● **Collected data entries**
______

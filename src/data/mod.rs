//! Data Module - Node Store and Snapshots
//!
//! Implements the table-addressed node store used by the query engine:
//! - Pre values (u32) as node positions and document order
//! - Flat node table with relative parent distances
//! - Immutable snapshots combining a table with its value index
//! - Single-writer update lock

pub mod builder;
pub mod lock;
pub mod names;
pub mod node;
pub mod table;

pub use builder::TableBuilder;
pub use lock::{UpdateGuard, UpdateLock};
pub use names::NamePool;
pub use node::{DataId, DbNode, NodeKind, Pre};
pub use table::NodeTable;

use std::cmp::Ordering;
use std::fmt;
use std::sync::{Arc, Weak};

use crate::error::{QueryError, QueryResult};
use crate::index::{MemValueIndex, ValueIndex};
use crate::options::Options;

/// Read access to a node table
pub trait NodeStore {
    /// Number of nodes
    fn size(&self) -> usize;

    /// Kind of the node at `pre` (`pre < size`)
    fn kind(&self, pre: Pre) -> NodeKind;

    /// Value of a text-like node (`text == true`) or an attribute (`text == false`)
    fn text(&self, pre: Pre, text: bool) -> &[u8];

    /// Name of an element, attribute or processing instruction
    fn name(&self, pre: Pre) -> Option<&[u8]>;

    /// Parent of a node, `None` for document roots
    fn parent(&self, pre: Pre) -> Option<Pre>;

    /// Number of nodes in the subtree rooted at `pre`
    fn subtree_size(&self, pre: Pre) -> usize;

    /// Document order of two nodes of this store
    #[inline]
    fn diff(&self, a: Pre, b: Pre) -> Ordering {
        a.cmp(&b)
    }
}

/// Immutable database snapshot: node table plus value index
pub struct Data {
    id: DataId,
    name: String,
    table: NodeTable,
    index: Box<dyn ValueIndex + Send + Sync>,
}

impl Data {
    /// Create a snapshot and build its value indexes from the options
    pub fn new(name: &str, table: NodeTable, options: &Options) -> Self {
        let index = MemValueIndex::build(&table, options);
        Self::with_index(name, table, Box::new(index))
    }

    /// Create a snapshot with a custom value index
    pub fn with_index(
        name: &str,
        table: NodeTable,
        index: Box<dyn ValueIndex + Send + Sync>,
    ) -> Self {
        Data {
            id: DataId::next(),
            name: name.to_string(),
            table,
            index,
        }
    }

    #[inline]
    pub fn id(&self) -> DataId {
        self.id
    }

    /// Database name
    pub fn name(&self) -> &str {
        &self.name
    }

    /// Node store of this snapshot
    #[inline]
    pub fn store(&self) -> &dyn NodeStore {
        &self.table
    }

    /// Concrete node table
    pub fn table(&self) -> &NodeTable {
        &self.table
    }

    /// Value index of this snapshot
    #[inline]
    pub fn index(&self) -> &dyn ValueIndex {
        self.index.as_ref()
    }

    /// Node reference for a pre value of this snapshot
    pub fn node(&self, pre: Pre) -> Option<DbNode> {
        ((pre as usize) < self.table.len()).then(|| DbNode::new(self.id, pre))
    }
}

impl fmt::Debug for Data {
    fn fmt(&self, f: &mut fmt::Formatter<'_>) -> fmt::Result {
        f.debug_struct("Data")
            .field("id", &self.id)
            .field("name", &self.name)
            .field("size", &self.table.len())
            .finish()
    }
}

/// Weak binding of an expression to a snapshot
#[derive(Debug, Clone)]
pub struct DataRef {
    name: Arc<str>,
    id: DataId,
    data: Weak<Data>,
}

impl DataRef {
    pub fn new(data: &Arc<Data>) -> Self {
        DataRef {
            name: Arc::from(data.name()),
            id: data.id(),
            data: Arc::downgrade(data),
        }
    }

    /// Name of the bound database
    pub fn name(&self) -> &str {
        &self.name
    }

    /// Id of the bound snapshot
    pub fn id(&self) -> DataId {
        self.id
    }

    /// Resolve the binding
    pub fn get(&self) -> QueryResult<Arc<Data>> {
        self.data.upgrade().ok_or_else(|| QueryError::StoreUnavailable {
            name: self.name.to_string(),
        })
    }

    /// Resolve the binding if the snapshot is still alive
    pub fn try_get(&self) -> Option<Arc<Data>> {
        self.data.upgrade()
    }
}
//! Update Lock
//!
//! Single-writer gate for structural changes of a database. Writers
//! try-acquire the lock and get a guard; the lock is released when the guard
//! is dropped, on every exit path.

use std::sync::atomic::{AtomicBool, Ordering};

/// Single-writer mutation lock
#[derive(Debug, Default)]
pub struct UpdateLock {
    held: AtomicBool,
}

impl UpdateLock {
    pub fn new() -> Self {
        Self::default()
    }

    /// Acquire the lock without blocking; `None` if another writer holds it
    #[must_use = "the lock is released as soon as the guard is dropped"]
    pub fn try_acquire(&self) -> Option<UpdateGuard<'_>> {
        self.held
            .compare_exchange(false, true, Ordering::AcqRel, Ordering::Acquire)
            .ok()
            .map(|_| UpdateGuard { lock: self })
    }

    /// Check whether a writer currently holds the lock
    pub fn is_held(&self) -> bool {
        self.held.load(Ordering::Acquire)
    }
}

/// Proof of holding the update lock
#[derive(Debug)]
pub struct UpdateGuard<'a> {
    lock: &'a UpdateLock,
}

impl UpdateGuard<'_> {
    /// Release the lock explicitly
    pub fn release(self) {}
}

impl Drop for UpdateGuard<'_> {
    fn drop(&mut self) {
        self.lock.held.store(false, Ordering::Release);
    }
}

#[cfg(test)]
mod tests {
    use super::*;

    #[test]
    fn test_single_writer() {
        let lock = UpdateLock::new();
        let guard = lock.try_acquire().unwrap();
        assert!(lock.is_held());
        assert!(lock.try_acquire().is_none());
        guard.release();
        assert!(!lock.is_held());
        assert!(lock.try_acquire().is_some());
    }

    #[test]
    fn test_released_on_drop() {
        let lock = UpdateLock::new();
        {
            let _guard = lock.try_acquire().unwrap();
        }
        assert!(!lock.is_held());
    }
}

______

● **TASK TO CARRY OUT**
The lines to copy are those above that contain the string "Ordering".

● **REPLY**
use std::cmp::Ordering;
    fn diff(&self, a: Pre, b: Pre) -> Ordering {
use std::sync::atomic::{AtomicBool, Ordering};
            .compare_exchange(false, true, Ordering::AcqRel, Ordering::Acquire)
        self.held.load(Ordering::Acquire)
        self.lock.held.store(false, Ordering::Release);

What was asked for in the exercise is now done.